A short, post-final follow-up to my previous article about Quadtrees. Includes a nice animation showing how the nodes are structured.

I’ve had some questions about my explanation of Quadtrees, and I must admit, the first time I made one, it was quite an undertaking. However, since I’ve been through 99% of a Computer Science degree, I’ve done a lot of work with data structures. So when I first read about Quadtrees, I noticed that they were very similar to an uneven binary tree. Each node can contain a certain number of items before splitting, items are arranged according to positional value (roughly), and the search time for any item is logarithmic.

The node tree

Before I explain the classes, a picture of how the node tree is constructed in a Quadtree as objects are added and move through the tree (individual frames on click-through):

Quadtree code tree as object moves through Quadtree.

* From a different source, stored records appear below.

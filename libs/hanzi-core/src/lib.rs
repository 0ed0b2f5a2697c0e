//! Core library for the spoken character-component quiz.
//!
//! Provides:
//! - Card catalogue loading with defaults for unscheduled cards
//! - Expansion of component groups into every acceptable answer
//! - Multiset matching of spoken words, textual and phonetic
//! - SM-2 style pass/fail scheduling
//! - Shared types (CharacterCard, ReviewState, Verdict, etc.)

pub mod algorithm;
pub mod answers;
pub mod assessment;
pub mod catalogue;
pub mod error;
pub mod lexicon;
pub mod matching;
pub mod phonetic;
pub mod types;

pub use algorithm::{schedule_card, SchedulingResult, SpacedRepetitionAlgorithm};
pub use answers::{correct_sets, expand_group, Candidate};
pub use assessment::{AnswerChecker, Assessment};
pub use catalogue::Catalogue;
pub use error::{CatalogueError, Result};
pub use lexicon::{guess_plurals, surface_forms};
pub use matching::{covers, is_skip, normalize, remove_a_from_b, split_transcript, Cover, SpanMatch};
pub use phonetic::PhoneticEncoder;
pub use types::{
    CharacterCard, ComponentGroup, Correction, MatchKind, QuizSettings, QuizStatus, ReviewState,
    Verdict,
};
//! Configuration from the environment.

use hanzi_core::algorithm::sm2::Sm2;
use hanzi_core::QuizSettings;
use std::path::PathBuf;
use std::str::FromStr;
use thiserror::Error;

#[derive(Debug, Error)]
pub enum ConfigError {
    #[error("invalid value for {var}: {value:?}")]
    Invalid { var: &'static str, value: String },
}

/// Runtime configuration.
#[derive(Debug, Clone)]
pub struct Config {
    pub database_path: PathBuf,
    pub status_path: PathBuf,
    pub settings: QuizSettings,
    pub max_ease: Option<f64>,
}

impl Config {
    /// Read configuration from process environment variables.
    pub fn from_env() -> Result<Self, ConfigError> {
        Self::from_lookup(|var| std::env::var(var).ok())
    }

    /// Read configuration through `lookup`, which maps a variable name to
    /// its value if set.
    pub fn from_lookup<F>(lookup: F) -> Result<Self, ConfigError>
    where
        F: Fn(&str) -> Option<String>,
    {
        let database_path = lookup("HANZI_DATABASE")
            .map(PathBuf::from)
            .unwrap_or_else(default_database_path);
        let status_path = lookup("HANZI_QUIZ_STATUS")
            .map(PathBuf::from)
            .unwrap_or_else(|| database_path.with_file_name("quiz_status.json"));

        let defaults = QuizSettings::default();
        let settings = QuizSettings {
            batch_size: parse(&lookup, "HANZI_BATCH_SIZE")?.unwrap_or(defaults.batch_size),
            min_components: defaults.min_components,
            confirm_timeout_ms: parse(&lookup, "HANZI_CONFIRM_TIMEOUT_MS")?
                .unwrap_or(defaults.confirm_timeout_ms),
            continue_timeout_ms: parse(&lookup, "HANZI_CONTINUE_TIMEOUT_MS")?
                .unwrap_or(defaults.continue_timeout_ms),
            max_listen_failures: parse(&lookup, "HANZI_MAX_LISTEN_FAILURES")?
                .unwrap_or(defaults.max_listen_failures),
        };
        if settings.batch_size == 0 {
            return Err(ConfigError::Invalid {
                var: "HANZI_BATCH_SIZE",
                value: "0".to_string(),
            });
        }
        if settings.max_listen_failures == 0 {
            return Err(ConfigError::Invalid {
                var: "HANZI_MAX_LISTEN_FAILURES",
                value: "0".to_string(),
            });
        }

        let max_ease: Option<f64> = parse(&lookup, "HANZI_MAX_EASE")?;
        if let Some(ease) = max_ease {
            if !ease.is_finite() || ease < hanzi_core::types::MIN_EASE {
                return Err(ConfigError::Invalid {
                    var: "HANZI_MAX_EASE",
                    value: ease.to_string(),
                });
            }
        }

        Ok(Self {
            database_path,
            status_path,
            settings,
            max_ease,
        })
    }

    /// Scheduler configured with the optional ease ceiling.
    pub fn scheduler(&self) -> Sm2 {
        Sm2 {
            maximum_ease: self.max_ease,
            ..Sm2::default()
        }
    }
}

fn default_database_path() -> PathBuf {
    dirs::data_local_dir()
        .unwrap_or_else(|| PathBuf::from("."))
        .join("hanzi-quiz")
        .join("database.json")
}

fn parse<T, F>(lookup: &F, var: &'static str) -> Result<Option<T>, ConfigError>
where
    T: FromStr,
    F: Fn(&str) -> Option<String>,
{
    match lookup(var) {
        None => Ok(None),
        Some(value) => value
            .trim()
            .parse()
            .map(Some)
            .map_err(|_| ConfigError::Invalid { var, value }),
    }
}

#[cfg(test)]
mod tests {
    use super::*;
    use std::collections::HashMap;

    fn config(vars: &[(&str, &str)]) -> Result<Config, ConfigError> {
        let vars: HashMap<String, String> = vars
            .iter()
            .map(|(k, v)| (k.to_string(), v.to_string()))
            .collect();
        Config::from_lookup(|var| vars.get(var).cloned())
    }

    #[test]
    fn test_defaults() {
        let config = config(&[]).unwrap();
        assert!(config.database_path.ends_with("hanzi-quiz/database.json"));
        assert!(config.status_path.ends_with("hanzi-quiz/quiz_status.json"));
        assert_eq!(config.settings.batch_size, 10);
        assert_eq!(config.settings.confirm_timeout_ms, 5_000);
        assert_eq!(config.settings.continue_timeout_ms, 20_000);
        assert_eq!(config.settings.max_listen_failures, 3);
        assert_eq!(config.max_ease, None);
        assert_eq!(config.scheduler().maximum_ease, None);
    }

    #[test]
    fn test_overrides() {
        let config = config(&[
            ("HANZI_DATABASE", "/tmp/cards/db.json"),
            ("HANZI_BATCH_SIZE", " 5 "),
            ("HANZI_CONFIRM_TIMEOUT_MS", "100"),
            ("HANZI_MAX_EASE", "3.0"),
        ])
        .unwrap();
        assert_eq!(config.database_path, PathBuf::from("/tmp/cards/db.json"));
        assert_eq!(config.status_path, PathBuf::from("/tmp/cards/quiz_status.json"));
        assert_eq!(config.settings.batch_size, 5);
        assert_eq!(config.settings.confirm_timeout_ms, 100);
        assert_eq!(config.scheduler().maximum_ease, Some(3.0));
    }

    #[test]
    fn test_status_path_override() {
        let config = config(&[
            ("HANZI_DATABASE", "/tmp/db.json"),
            ("HANZI_QUIZ_STATUS", "/var/status.json"),
        ])
        .unwrap();
        assert_eq!(config.status_path, PathBuf::from("/var/status.json"));
    }

    #[test]
    fn test_invalid_values_name_the_variable() {
        let err = config(&[("HANZI_BATCH_SIZE", "ten")]).unwrap_err();
        assert_eq!(err.to_string(), "invalid value for HANZI_BATCH_SIZE: \"ten\"");

        assert!(config(&[("HANZI_BATCH_SIZE", "0")]).is_err());
        assert!(config(&[("HANZI_MAX_LISTEN_FAILURES", "0")]).is_err());
        assert!(config(&[("HANZI_MAX_EASE", "1.0")]).is_err());
        assert!(config(&[("HANZI_MAX_EASE", "NaN")]).is_err());
    }
}
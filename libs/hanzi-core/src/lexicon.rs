//! Surface forms of component names.
//!
//! A learner may name a component by its catalogue name, by one of its
//! aliases, or by a plural of either ("three trees"). Plurals are guessed
//! with a few English spelling rules; wrong guesses are harmless because
//! they only widen the set of accepted words.

use crate::catalogue::Catalogue;

/// Upper bound on plural guesses per surface form.
pub const MAX_PLURAL_GUESSES: usize = 3;

/// Guess plural spellings of a word, most likely first.
///
/// Input without any letters or digits yields no guesses.
pub fn guess_plurals(word: &str) -> Vec<String> {
    let chars: Vec<char> = word.chars().collect();
    if !chars.iter().any(|c| c.is_alphanumeric()) {
        return Vec::new();
    }
    let lower: Vec<char> = chars.iter().map(char::to_ascii_lowercase).collect();
    let n = chars.len();

    let mut guesses = Vec::new();
    let mut push = |guess: String| {
        if !guesses.contains(&guess) {
            guesses.push(guess);
        }
    };

    push(format!("{word}s"));

    if ["s", "x", "z", "ch", "sh"]
        .iter()
        .any(|suffix| ends_with(&lower, suffix))
    {
        push(format!("{word}es"));
    }

    if n >= 2 && lower[n - 1] == 'y' && !is_vowel(lower[n - 2]) {
        push(format!("{}ies", stem(&chars, 1)));
    }

    if ends_with(&lower, "fe") {
        push(format!("{}ves", stem(&chars, 2)));
    } else if ends_with(&lower, "f") {
        push(format!("{}ves", stem(&chars, 1)));
    }

    guesses.truncate(MAX_PLURAL_GUESSES);
    guesses
}

/// Every way a learner may name `name`: the name, its aliases when `name`
/// is a catalogue key, then plural guesses of each of those.
///
/// The result is ordered and free of duplicates.
pub fn surface_forms(name: &str, catalogue: &Catalogue) -> Vec<String> {
    let mut forms = vec![name.to_string()];
    for alias in catalogue.aliases(name) {
        if !forms.contains(alias) {
            forms.push(alias.clone());
        }
    }

    let originals = forms.len();
    for i in 0..originals {
        for plural in guess_plurals(&forms[i]) {
            if !forms.contains(&plural) {
                forms.push(plural);
            }
        }
    }
    forms
}

fn ends_with(lower: &[char], suffix: &str) -> bool {
    let suffix: Vec<char> = suffix.chars().collect();
    lower.ends_with(&suffix)
}

fn stem(chars: &[char], drop: usize) -> String {
    chars[..chars.len() - drop].iter().collect()
}

fn is_vowel(c: char) -> bool {
    matches!(c, 'a' | 'e' | 'i' | 'o' | 'u')
}
pub mod evaluator;
pub mod session;
pub mod store;

pub use evaluator::{Evaluation, Evaluator};
pub use session::{Collaborators, Session, SessionSummary};
pub use store::{CardStore, JsonStore, StoreError};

You can see how the tree evolves as objects are added to the tree, and as an object moves through the tree. You can even see one case where two objects exist in one node since neither can be pushed down.

If you look at the Quadtree I’ve coded, you’ll see that it’s made up of three classes – QuadTree, QuadTreeNode and QuadTreePositionItem. This is pretty standard design for a tree structure (a wrapper class for the tree and then a bunch of nodes) – the only deviation being that I implemented a positional class as well since that data is required for a Quadtree (and since I need to be updated on object movements). Each of these classes contains groups of methods, which I’ll discuss below.


  • Constructors – Initializes the head node and stores a little bit of information about the tree.
  • Insert – Inserts an item in the head node.
  • Query – Labelled “get…” in my methods, these perform queries on the head node and return the result.


  • Constructors – Initializes a node.
  • Insert – Inserts an item in the node.
  • Query – Labelled “get…” in my methods, these query the node.
  • Partition – Partitions a node, initializing four child nodes.
  • PushItemDown – Pushes an item in the tree down to the proper child node, returning success of the push. Used when item moves.
  • PushItemUp – Pushes an item up to the parent node. Used when item goes out of range.
  • Remove – Removes an item from the node (cleans up references to items).
  • ItemMove / ItemDestroy – Methods called when an item in the node moves or is destroyed.

Positional and Size information, all properties.

You might notice that the QuadTree class is really just an interface to the QuadTreeNode class. In fact, if you wanted to, you could just initialize a QuadTreeNode as a head node and perform all of your operations on that. I chose to implement a wrapper class so I could do a few extra things from the top that only the head node needs to do (such as destroy or resize the entire tree), without having all of that extra logic hanging around in child nodes.

Make sure it fits your design

I think the biggest issue in understanding a Quadtree is that there isn’t just a single way to make a Quadtree. There are many variations, and which variation you chose really depends on what your needs are.

If you’re using a Quadtree for a landscape, you’ll probably just be using it for visibility culling. In this case, you won’t care as much about how things move around in the Quadtree, since all of the objects will be set up during initialization. What you’ll want to optimize is searching, so you’re doing it as efficiently as possible every frame.

If you have a lot of balls moving around in a Quadtree, you’re probably going to have a lot of restructuring operations in your Quadtree as balls simultaneously occupy the same spaces. In this case, you might benefit from pre-partioning the Quadtree so it’s all ready to go when you start. You might also benefit from enforcing a maximum object depth, so objects pile up in a node once they reach that depth (so your Quadtree doesn’t grow huge). You could also push items into the top node, and only push them down if the node fills up (as opposed to my tree design, where I push them down automatically).

If you only have a single object moving around and everything else is static, you could do fine with my design. You may also want to keep items at the top level until the level fills up, so you can move items around faster (less pushes means less processing and function jumps).

You might notice that after I query a node for objects I make sure that object is intersecting the query box – this isn’t standard for a Quadtree, but in my case it was more efficient, since I could eliminate more objects with a simple box check and then be sure that all objects returned are at least bounding-box colliding with the query rectangle.

Overall, just make sure that the design fits your needs. If it doesn’t, look for ways you could modify it to fit into your design.